Start of Data for this task
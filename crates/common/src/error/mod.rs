//! Common error types shared by the auth stack and its adapters.
//!
//! Two pieces live here:
//!
//! 1. **`CommonError`**: infrastructure failures that are not specific to
//!    OAuth (configuration, persistence, serialization, timeouts). Storage
//!    ports return it and the auth layer folds it into
//!    [`crate::auth::AuthError`].
//! 2. **`ErrorClassification`**: the shared interface every error type in the
//!    workspace implements so retry loops and log levels can be decided
//!    without matching on concrete variants.
//!
//! ## ErrorSeverity Levels
//!
//! | Level | Use Case | Examples |
//! |-------|----------|----------|
//! | **Info** | Expected conditions | Cache misses, skipped work |
//! | **Warning** | Degraded but operational | Timeouts, transient provider failures |
//! | **Error** | Failure requiring attention | Invalid config, rejected grants |
//! | **Critical** | Integrity at risk | Decryption failures, invariant violations |
//!
//! ```rust
//! use tokenward_common::error::{CommonError, CommonResult, ErrorClassification};
//!
//! fn load(raw: &str) -> CommonResult<serde_json::Value> {
//!     Ok(serde_json::from_str(raw)?)
//! }
//!
//! let err = load("{").unwrap_err();
//! assert!(matches!(err, CommonError::Serialization { .. }));
//! assert!(!err.is_retryable());
//! ```

use std::fmt;
use std::time::Duration;

/// Standard result type using CommonError
pub type CommonResult<T> = Result<T, CommonError>;

/// Infrastructure error variants shared across modules
#[derive(Debug, Clone, PartialEq, Eq)]
pub enum CommonError {
    /// Configuration-related errors
    Config { message: String, field: Option<String> },

    /// Serialization or deserialization errors
    Serialization { message: String, format: Option<String> },

    /// Data persistence errors (database, file I/O)
    Persistence { message: String, operation: Option<String> },

    /// Timeout errors
    Timeout { operation: String, duration: Duration },

    /// Internal errors that shouldn't normally occur
    Internal { message: String, context: Option<String> },
}

impl fmt::Display for CommonError {
    fn fmt(&self, f: &mut fmt::Formatter<'_>) -> fmt::Result {
        match self {
            Self::Config { message, field } => match field {
                Some(field) => write!(f, "Configuration error in field '{field}': {message}"),
                None => write!(f, "Configuration error: {message}"),
            },
            Self::Serialization { message, format } => match format {
                Some(format) => write!(f, "Serialization error ({format}): {message}"),
                None => write!(f, "Serialization error: {message}"),
            },
            Self::Persistence { message, operation } => match operation {
                Some(op) => write!(f, "Persistence error during '{op}': {message}"),
                None => write!(f, "Persistence error: {message}"),
            },
            Self::Timeout { operation, duration } => {
                write!(f, "Operation '{operation}' timed out after {duration:?}")
            }
            Self::Internal { message, context } => match context {
                Some(ctx) => write!(f, "Internal error in '{ctx}': {message}"),
                None => write!(f, "Internal error: {message}"),
            },
        }
    }
}

impl std::error::Error for CommonError {}

impl ErrorClassification for CommonError {
    fn is_retryable(&self) -> bool {
        matches!(self, Self::Timeout { .. } | Self::Persistence { .. })
    }

    fn severity(&self) -> ErrorSeverity {
        match self {
            Self::Timeout { .. } => ErrorSeverity::Warning,
            Self::Config { .. } | Self::Serialization { .. } | Self::Persistence { .. } => {
                ErrorSeverity::Error
            }
            Self::Internal { .. } => ErrorSeverity::Critical,
        }
    }

    fn is_critical(&self) -> bool {
        matches!(self, Self::Internal { .. })
    }

    fn retry_after(&self) -> Option<Duration> {
        None
    }
}

impl CommonError {
    /// Create a simple configuration error
    pub fn config<S: Into<String>>(message: S) -> Self {
        Self::Config { message: message.into(), field: None }
    }

    /// Create a configuration error tied to a specific field
    pub fn config_field<F: Into<String>, S: Into<String>>(field: F, message: S) -> Self {
        Self::Config { message: message.into(), field: Some(field.into()) }
    }

    /// Create a serialization error with a format label
    pub fn serialization_format<F: Into<String>, S: Into<String>>(format: F, message: S) -> Self {
        Self::Serialization { message: message.into(), format: Some(format.into()) }
    }

    /// Create a simple persistence error
    pub fn persistence<S: Into<String>>(message: S) -> Self {
        Self::Persistence { message: message.into(), operation: None }
    }

    /// Create a persistence error naming the failed operation
    pub fn persistence_op<O: Into<String>, S: Into<String>>(operation: O, message: S) -> Self {
        Self::Persistence { message: message.into(), operation: Some(operation.into()) }
    }

    /// Create a timeout error
    pub fn timeout<S: Into<String>>(operation: S, duration: Duration) -> Self {
        Self::Timeout { operation: operation.into(), duration }
    }

    /// Create an internal error with context
    pub fn internal_with_context<S: Into<String>, C: Into<String>>(message: S, context: C) -> Self {
        Self::Internal { message: message.into(), context: Some(context.into()) }
    }
}

/// Classification shared by every error type in the workspace
pub trait ErrorClassification {
    /// Check if this error is retryable
    ///
    /// Retryable errors are transient: network failures, provider 5xx,
    /// timeouts. Crypto and CSRF failures are never retryable.
    fn is_retryable(&self) -> bool;

    /// Get the error severity level
    fn severity(&self) -> ErrorSeverity;

    /// Check if this is a critical error requiring immediate attention
    fn is_critical(&self) -> bool;

    /// Get the suggested retry delay if applicable
    fn retry_after(&self) -> Option<Duration>;
}

/// Error severity levels for monitoring and alerting
#[derive(Debug, Clone, Copy, PartialEq, Eq, PartialOrd, Ord)]
pub enum ErrorSeverity {
    /// Informational, typically for debugging
    Info,
    /// Warning, should be monitored but not critical
    Warning,
    /// Error, requires attention and action
    Error,
    /// Critical, immediate action required
    Critical,
}

impl fmt::Display for ErrorSeverity {
    fn fmt(&self, f: &mut fmt::Formatter<'_>) -> fmt::Result {
        match self {
            Self::Info => write!(f, "INFO"),
            Self::Warning => write!(f, "WARN"),
            Self::Error => write!(f, "ERROR"),
            Self::Critical => write!(f, "CRITICAL"),
        }
    }
}

// Standard conversion for JSON payloads stored by adapters
impl From<serde_json::Error> for CommonError {
    fn from(err: serde_json::Error) -> Self {
        Self::serialization_format("JSON", err.to_string())
    }
}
End of Data for this task
▶ **Problem statement**
Copy the lines of the entries above that mention "Warning".

▶ **Result for this task**
//! | **Warning** | Degraded but operational | Timeouts, transient provider failures |
            Self::Timeout { .. } => ErrorSeverity::Warning,
    /// Warning, should be monitored but not critical
    Warning,
            Self::Warning => write!(f, "WARN"),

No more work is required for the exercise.